Substrate Deformation in a Hypoxanthine-Guanine Phosphoribosyltransferase Ternary Complex: The Structural Basis for Catalysis

Abstract

Background: Hypoxanthine-guanine phosphoribosyltransferases (HGPRTs) are well-recognized antiparasitic drug targets. HGPRT is also a paradigmatic representative of the phosphoribosyltransferase family of enzymes, which includes other important biosynthetic and salvage enzymes and drug targets. To better understand the reaction mechanism of this enzyme, we have crystallized HGPRT from the apicomplexan protozoan Toxoplasma gondii as a ternary complex with a substrate and a substrate analog.
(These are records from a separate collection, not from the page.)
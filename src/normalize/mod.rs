//! Query text construction for embedding.
//!
//! [`normalize`] is pure: no I/O, no clock, no randomness. Parts are emitted in a fixed
//! order and joined with newlines; blank parts are skipped.

use crate::constants::{DESCRIPTION_MAX_CHARS, MAX_ALTERNATIVE_TITLES, SPECIALIZATION_MAX_CHARS};
use crate::request::JobPricingRequest;

/// Builds the embedding text for a request.
///
/// Order: title, family/level hint, description (2,000 chars), up to five alternative
/// titles, specialization notes (500 chars).
pub fn normalize(request: &JobPricingRequest) -> String {
    let mut parts: Vec<String> = Vec::with_capacity(5);

    parts.push(request.title().to_string());

    match (request.family_hint(), request.level_hint()) {
        (Some(family), Some(level)) => parts.push(format!("Job family: {family}; level: {level}")),
        (Some(family), None) => parts.push(format!("Job family: {family}")),
        (None, Some(level)) => parts.push(format!("Level: {level}")),
        (None, None) => {}
    }

    let description = truncate_chars(request.description(), DESCRIPTION_MAX_CHARS);
    if !description.is_empty() {
        parts.push(description.to_string());
    }

    let alternatives: Vec<&str> = request
        .alternative_titles()
        .iter()
        .take(MAX_ALTERNATIVE_TITLES)
        .map(String::as_str)
        .collect();
    if !alternatives.is_empty() {
        parts.push(format!("Also known as: {}", alternatives.join(", ")));
    }

    if let Some(notes) = request.specialization_notes() {
        let notes = truncate_chars(notes, SPECIALIZATION_MAX_CHARS);
        if !notes.is_empty() {
            parts.push(format!("Specialization: {notes}"));
        }
    }

    parts.join("\n")
}

/// Returns the longest prefix of `text` with at most `max_chars` characters.
pub fn truncate_chars(text: &str, max_chars: usize) -> &str {
    match text.char_indices().nth(max_chars) {
        Some((byte_idx, _)) => &text[..byte_idx],
        None => text,
    }
}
Results: The crystal structure of T. gondii HGPRT with the substrate Mg 2+-PRPP and a nonreactive substrate analog, 9-deazaguanine, bound in the active site has been determined at 1.05 Å resolution and refined to a free R factor of 15.4%. This structure constitutes the first atomic-resolution structure of both a phosphoribosyltransferase and the central metabolic substrate PRPP. This pre–transition state complex provides a clearer understanding of the structural basis for catalysis by HGPRT. Conclusions: Three types of substrate deformation, chief among them an unexpected C2′- endo pucker adopted by the PRPP ribose ring, raise the energy of the ground state. A cation-π interaction between Tyr-118 and the developing oxocarbenium ion in the ribose ring helps to stabilize the transition state. Enforced substrate propinquity coupled with optimal reactive geometry for both the substrates and the active site residues with which they interact contributes to catalysis as well.